Ad avviso della V Sezione del Consiglio di Stato, è necessario in primo luogo garantire la tassatività sostanziale dei motivi di esclusione, in termini di sufficiente tipizzazione, determinatezza e ragionevole prevedibilità delle regole operative e dei doveri informativi.

D’altro canto, è necessario differenziare la posizione del concorrente che abbia fornito, anche per negligenza, informazioni false o fuorvianti, rispetto alla posizione del concorrente che abbia omesso le informazioni dovute ai fini del corretto svolgimento della procedura di selezione, stante sia la diversa natura degli obblighi, che le diverse conseguenze.

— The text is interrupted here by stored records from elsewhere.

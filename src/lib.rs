//! Canonical and alternate (hreflang) URL resolution for multi-site CMS rendering.
//!
//! A content element rendered by a multi-site CMS may be reachable through
//! several conflicting sources of truth: an explicit caller override, the
//! element matched by the host's router, or the raw request path. This crate
//! reconciles them into a single canonical URL and an ordered, de-duplicated
//! list of alternate-language URLs with an `x-default` fallback policy.
//!
//! # Module Structure
//!
//! ```text
//! src/
//! ├── context       # RenderContext + SeoOverride (per-render override directive)
//! ├── element       # ElementId, Element (matched content item snapshot)
//! ├── error         # UrlError
//! ├── host          # collaborator traits the host CMS implements
//! ├── html          # entity decoding / tag stripping for the raw-path fallback
//! ├── logger        # log!/debug! macros with colored prefixes
//! ├── settings      # Settings + SettingsPatch + pure merge
//! ├── site          # SiteId, Site, hreflang tag formatting
//! └── resolve/
//!     ├── canonical  # canonical_url()
//!     ├── alternate  # alternate_urls() + AlternateUrl
//!     └── normalize  # site_url_for() leaf normalizer
//! ```
//!
//! # Failure policy
//!
//! SEO metadata must never break page rendering. Nothing in this crate
//! escapes to the caller as an error: recoverable failures are logged and
//! degrade to an empty string or a shorter list, and expected absences
//! (no matched element, element not published in a site) are silent.
//!
//! # Example
//!
//! ```ignore
//! let settings = Settings::default();
//! let ctx = RenderContext::new();
//!
//! let canonical = canonical_url(&host, &ctx, &settings);
//! let alternates = alternate_urls(&host, &ctx, &settings);
//! ```

pub mod context;
pub mod element;
pub mod error;
pub mod host;
mod html;
pub mod logger;
pub mod resolve;
pub mod settings;
pub mod site;

pub use context::{RenderContext, SeoOverride};
pub use element::{Element, ElementId};
pub use error::UrlError;
pub use host::{ElementSource, Logger, RequestInfo, SiteRegistry, UriLookup, UrlBuilder};
pub use resolve::{
    AlternateUrl, HOME_URI, X_DEFAULT, alternate_urls, canonical_url, site_url_for,
};
pub use settings::{Settings, SettingsPatch};
pub use site::{Site, SiteId};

Sotto il primo profilo, la falsità costituisce frutto del mero apprezzamento di un dato di realtà, cioè di una situazione fattuale per la quale possa alternativamente porsi l’alternativa logica vero/falso, accertabile automaticamente senza alcun giudizio discrezionale – ed anche in sede giudiziale, in virtù della pienezza dell’accesso al fatto garantita dalle regole del processo amministrativo (art. 64 decreto legislativo 2 luglio 2010, n. 104).

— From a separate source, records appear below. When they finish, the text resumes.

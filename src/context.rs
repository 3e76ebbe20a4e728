//! Per-render request context and typed override directive.
//!
//! The host's templating layer may hand the resolvers an override directive
//! for the current render: a settings patch, a literal canonical URL, or a
//! specific element to resolve instead of the request-matched one. All three
//! fields are independent and optional.

use crate::element::Element;
use crate::settings::SettingsPatch;

/// Context for a single render.
#[derive(Debug, Clone, Default)]
pub struct RenderContext {
    seo: Option<SeoOverride>,
}

impl RenderContext {
    pub fn new() -> Self {
        Self::default()
    }

    pub fn with_override(seo: SeoOverride) -> Self {
        Self { seo: Some(seo) }
    }

    /// The override directive for this render, if any.
    #[inline]
    pub fn overrides(&self) -> Option<&SeoOverride> {
        self.seo.as_ref()
    }
}

/// Caller-supplied override for one resolution.
#[derive(Debug, Clone, Default)]
pub struct SeoOverride {
    /// Partial settings shadowing the process-wide settings for this render
    /// only. Never persisted.
    pub config: Option<SettingsPatch>,

    /// Literal canonical URL. Non-empty short-circuits canonical resolution,
    /// returned verbatim with no normalization.
    pub canonical_url: Option<String>,

    /// Element to resolve instead of the request-matched one.
    pub element: Option<Element>,
}

impl SeoOverride {
    pub fn new() -> Self {
        Self::default()
    }

    pub fn with_config(mut self, config: SettingsPatch) -> Self {
        self.config = Some(config);
        self
    }

    pub fn with_canonical_url(mut self, url: impl Into<String>) -> Self {
        self.canonical_url = Some(url.into());
        self
    }

    pub fn with_element(mut self, element: Element) -> Self {
        self.element = Some(element);
        self
    }

    /// The canonical override, if non-empty.
    #[inline]
    pub(crate) fn canonical(&self) -> Option<&str> {
        self.canonical_url.as_deref().filter(|u| !u.is_empty())
    }
}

Viceversa, la valutazione nel merito dell’omissione spetta unicamente alla stazione appaltante, ed in quanto frutto di un apprezzamento ampiamente discrezionale, non potrebbe essere rimessa all’organo giurisdizionale, ma andrebbe necessariamente effettuata dalla stazione appaltante.

Inoltre, mentre le dichiarazioni false comportano sempre l’esclusione (e la segnalazione all’ANAC, ex art. 80, comma 12), per quanto riguarda le dichiarazioni semplicemente omesse – ad avviso dell’ordinanza di rimessione del Consiglio di Stato – si pone l’illustrata alternativa tra la tesi dell’automatica esclusione, sostenuta da chi aderisca alla tesi formalistica della natura finale dell’obbligo dichiarativo, e la tesi della rimessione al previo e necessario filtro valutativo della stazione appaltante, affermata dalla giurisprudenza che ha interpretato l’obbligo dichiarativo del concorrente quale obbligo strumentale, in chiave sostanzialistica.

A fronte del rilevato contrasto giurisprudenziale – qui sinteticamente ripercorso -, la sentenza in commento ha operato il rinvio della questione all’Adunanza Plenaria. La decisione sarà certamente l’occasione per i giudici di Palazzo Spada per una disamina di ampio respiro su una materia che, negli ultimi due anni, ha sollevato non poche questioni.